C2000 - irrational series of events occurred w dot.com boom & subsequent crash. Unfounded beliefs that high-tech cos re comps would displace conventional cos - drove up share prices. Then a market reappraisal based partly on insolvency of some high-flying internet cos & also re-evaluation of info that had long been publicly available.

EMH holds best when market is stable, but during bull or bear phase, market is driven by speculation and uncertainties. This irrationality also happens when overreaction in ST to co/economic events, an overemphasis placed on large cos & when cause of price movements is related to time of day/yr etc.
Implication of the EMH on companies, investors & analysts
Analysts
Current MP is best available indicator of share's intrinsic value (searching for undervalued shares using publicly available info waste of time), instead concentrate on efficient diversification.

Investors
Don't worry re investment analysis instead choose well-diversified portfolio consistent w risk pref.

Companies - MULCT
Market value of firm only as good an estimate of intrinsic value as quality of public info.
Use NPV techniques to evaluate projects bc it's the method by which market evaluate co.
Large premiums paid above MP on takeover on takeover diff to justify
Creative accounting seen as sign of weakness.
Timing of new issues deemed unimp & no merit in substantially discounting them as will be correctly priced by market.

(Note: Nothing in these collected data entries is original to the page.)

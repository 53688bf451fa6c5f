//! Shell completion generation

use clap::Command;
use clap_complete::{Generator, generate};
use std::io::Write;

/// Write shell completions for `app` to `out`
pub fn write_completions<G: Generator>(generator: G, app: &mut Command, out: &mut dyn Write) {
    let name = app.get_name().to_string();
    generate(generator, app, name, out);
}

/// Generate shell completions for the given shell
pub fn print_completions<G: Generator>(generator: G, app: &mut Command) {
    write_completions(generator, app, &mut std::io::stdout());
}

EMH doesn't imply perfect forecasting ability, rather that the market makes correct evaluation of uncertain future events. Experts do no better than general investor. Moves in share price is the working of EMH. So why carry out analysis? - distrust in EMH & some investors will be more successful than average. Some evidence that unit trust perform better in falling markets.
Speculative bubble theory

(alternative theory to EMH re market behaviour)
The price of securities moves above their true value, creating a bull market, bc investors believe they will rise in future. Eventually the bubble bursts when investors consider all previously available economic & co info, and crash occurs.

So rise & falls in market do not reflect economic conditions.

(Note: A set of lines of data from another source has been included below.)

//! Explicit widget state for one render.
//!
//! A [`Selection`] is the value a front end hands to the renderer: the
//! currently selected disorders, sexes, age groups, year range, metric and
//! risk-factor filters. [`WidgetOptions`] lists what each widget can offer,
//! derived from the loaded datasets.

use rustc_hash::FxHashSet;
use serde::{Deserialize, Serialize};
use std::fmt;

use crate::core::constants::defaults;
use crate::core::error::{DashboardError, Result};
use crate::core::types::Metric;
use crate::data::Datasets;

/// Inclusive range of years.
#[derive(Debug, Clone, Copy, PartialEq, Eq, Serialize, Deserialize)]
pub struct YearRange {
    pub start: i32,
    pub end: i32,
}

impl YearRange {
    pub fn new(start: i32, end: i32) -> Result<Self> {
        if start > end {
            return Err(DashboardError::InvalidArgument(format!(
                "Year range {start}..{end} is inverted. The first year must not be after the last."
            )));
        }
        Ok(Self { start, end })
    }

    pub fn contains(&self, year: i32) -> bool {
        (self.start..=self.end).contains(&year)
    }
}

impl fmt::Display for YearRange {
    fn fmt(&self, f: &mut fmt::Formatter<'_>) -> fmt::Result {
        write!(f, "{}–{}", self.start, self.end)
    }
}

#[derive(Debug, Clone, PartialEq, Serialize, Deserialize)]
pub struct Selection {
    pub disorders: Vec<String>,
    pub sexes: Vec<String>,
    pub ages: Vec<String>,
    /// `None` selects every year the data covers
    pub years: Option<YearRange>,
    pub metric: Metric,
    pub rf_disorders: Vec<String>,
    pub risk_factors: Vec<String>,
    pub rf_sexes: Vec<String>,
}

impl Default for Selection {
    fn default() -> Self {
        let sexes: Vec<String> = defaults::SEXES.iter().map(|s| s.to_string()).collect();
        Self {
            disorders: vec![defaults::DISORDER.to_string()],
            sexes: sexes.clone(),
            ages: vec![defaults::AGE.to_string()],
            years: None,
            metric: Metric::default(),
            rf_disorders: vec![defaults::DISORDER.to_string()],
            risk_factors: vec![defaults::RISK_FACTOR.to_string()],
            rf_sexes: sexes,
        }
    }
}

/// Partial selection, as read from a config file or the command line.
#[derive(Debug, Clone, Default, PartialEq, Serialize, Deserialize)]
#[serde(default)]
pub struct SelectionOverrides {
    pub disorders: Option<Vec<String>>,
    pub sexes: Option<Vec<String>>,
    pub ages: Option<Vec<String>>,
    pub year_from: Option<i32>,
    pub year_to: Option<i32>,
    pub metric: Option<Metric>,
    pub rf_disorders: Option<Vec<String>>,
    pub risk_factors: Option<Vec<String>>,
    pub rf_sexes: Option<Vec<String>>,
}

impl SelectionOverrides {
    /// Fields set in `other` replace ours
    pub fn merge(&mut self, other: &SelectionOverrides) {
        fn take<T: Clone>(target: &mut Option<T>, source: &Option<T>) {
            if let Some(value) = source {
                *target = Some(value.clone());
            }
        }

        take(&mut self.disorders, &other.disorders);
        take(&mut self.sexes, &other.sexes);
        take(&mut self.ages, &other.ages);
        take(&mut self.year_from, &other.year_from);
        take(&mut self.year_to, &other.year_to);
        take(&mut self.metric, &other.metric);
        take(&mut self.rf_disorders, &other.rf_disorders);
        take(&mut self.risk_factors, &other.risk_factors);
        take(&mut self.rf_sexes, &other.rf_sexes);
    }

    pub fn validate(&self) -> Result<()> {
        if let (Some(from), Some(to)) = (self.year_from, self.year_to) {
            YearRange::new(from, to)?;
        }
        Ok(())
    }
}

impl Selection {
    /// Apply overrides on top of the defaults. A single open year bound is
    /// completed from `options`.
    pub fn from_overrides(overrides: &SelectionOverrides, options: &WidgetOptions) -> Result<Self> {
        let mut selection = Selection::default();

        if let Some(ref disorders) = overrides.disorders {
            selection.disorders = disorders.clone();
        }
        if let Some(ref sexes) = overrides.sexes {
            selection.sexes = sexes.clone();
        }
        if let Some(ref ages) = overrides.ages {
            selection.ages = ages.clone();
        }
        if let Some(metric) = overrides.metric {
            selection.metric = metric;
        }
        if let Some(ref rf_disorders) = overrides.rf_disorders {
            selection.rf_disorders = rf_disorders.clone();
        }
        if let Some(ref risk_factors) = overrides.risk_factors {
            selection.risk_factors = risk_factors.clone();
        }
        if let Some(ref rf_sexes) = overrides.rf_sexes {
            selection.rf_sexes = rf_sexes.clone();
        }

        selection.years = match (overrides.year_from, overrides.year_to, options.years) {
            (None, None, _) => None,
            (Some(from), Some(to), _) => Some(YearRange::new(from, to)?),
            (Some(from), None, Some(bounds)) if from > bounds.end => {
                return Err(DashboardError::InvalidArgument(format!(
                    "First year {from} is after the last year in the data ({})",
                    bounds.end
                )));
            }
            (None, Some(to), Some(bounds)) if to < bounds.start => {
                return Err(DashboardError::InvalidArgument(format!(
                    "Last year {to} is before the first year in the data ({})",
                    bounds.start
                )));
            }
            (Some(from), None, Some(bounds)) => Some(YearRange::new(from, bounds.end)?),
            (None, Some(to), Some(bounds)) => Some(YearRange::new(bounds.start, to)?),
            (Some(year), None, None) | (None, Some(year), None) => {
                Some(YearRange::new(year, year)?)
            }
        };

        Ok(selection)
    }

    /// The year range this render filters on
    pub fn year_range(&self, options: &WidgetOptions) -> Option<YearRange> {
        self.years.or(options.years)
    }

    /// Selected values that no widget offers, as (widget, value) pairs.
    ///
    /// Such values are kept; they simply match no rows.
    pub fn unknown_values(&self, options: &WidgetOptions) -> Vec<(&'static str, String)> {
        let checks: [(&'static str, &Vec<String>, &Vec<String>); 6] = [
            ("disorder", &self.disorders, &options.disorders),
            ("sex", &self.sexes, &options.sexes),
            ("age", &self.ages, &options.ages),
            ("risk-factor disorder", &self.rf_disorders, &options.rf_disorders),
            ("risk factor", &self.risk_factors, &options.risk_factors),
            ("risk-factor sex", &self.rf_sexes, &options.sexes),
        ];

        checks
            .into_iter()
            .flat_map(|(widget, selected, offered)| {
                selected
                    .iter()
                    .filter(move |value| !offered.contains(*value))
                    .map(move |value| (widget, value.clone()))
            })
            .collect()
    }
}

/// Values offered by each widget.
#[derive(Debug, Clone, Default, PartialEq, Serialize)]
pub struct WidgetOptions {
    pub disorders: Vec<String>,
    pub sexes: Vec<String>,
    pub ages: Vec<String>,
    pub years: Option<YearRange>,
    pub metrics: Vec<Metric>,
    pub rf_disorders: Vec<String>,
    pub risk_factors: Vec<String>,
}

impl WidgetOptions {
    pub fn from_datasets(datasets: &Datasets) -> Self {
        let disorders = &datasets.disorders;
        let years = disorders
            .iter()
            .map(|r| r.year)
            .min()
            .zip(disorders.iter().map(|r| r.year).max())
            .map(|(start, end)| YearRange { start, end });

        Self {
            disorders: distinct(disorders.iter().map(|r| r.cause.as_str())),
            sexes: distinct(disorders.iter().map(|r| r.sex.as_str())),
            ages: distinct(disorders.iter().map(|r| r.age.as_str())),
            years,
            metrics: Metric::ALL.to_vec(),
            rf_disorders: distinct(datasets.risk_factors.iter().map(|r| r.cause.as_str())),
            risk_factors: distinct(datasets.risk_factors.iter().map(|r| r.risk_factor.as_str())),
        }
    }
}

/// Distinct values in first-seen order
fn distinct<'a, I>(values: I) -> Vec<String>
where
    I: IntoIterator<Item = &'a str>,
{
    let mut seen = FxHashSet::default();
    values
        .into_iter()
        .filter(|value| seen.insert(*value))
        .map(str::to_string)
        .collect()
}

Supporting research - investors are risk-seeking in a bear market in attempt to minimise losses.
Catastrophe theory

(alternative theory to EMH re market behaviour)
Developed from spec bubble theory - capital markets have following characteristics:

- they are dynamic
- they use feedback mechanisms w 'critical' levels (when activity reaches certain levels the equilibrium prices of the market no longer apply)
- MPs not based on economic forecasts, small changes in events effecting co can lead to disproportionately large changes in prices - results in large-scale chaos/instability.

Making prediction of prices imp except in ST. Chaos is made worse by speculators amplifying price movements in attempt to maximise their own profit. Reason for phenomenon of short-termism.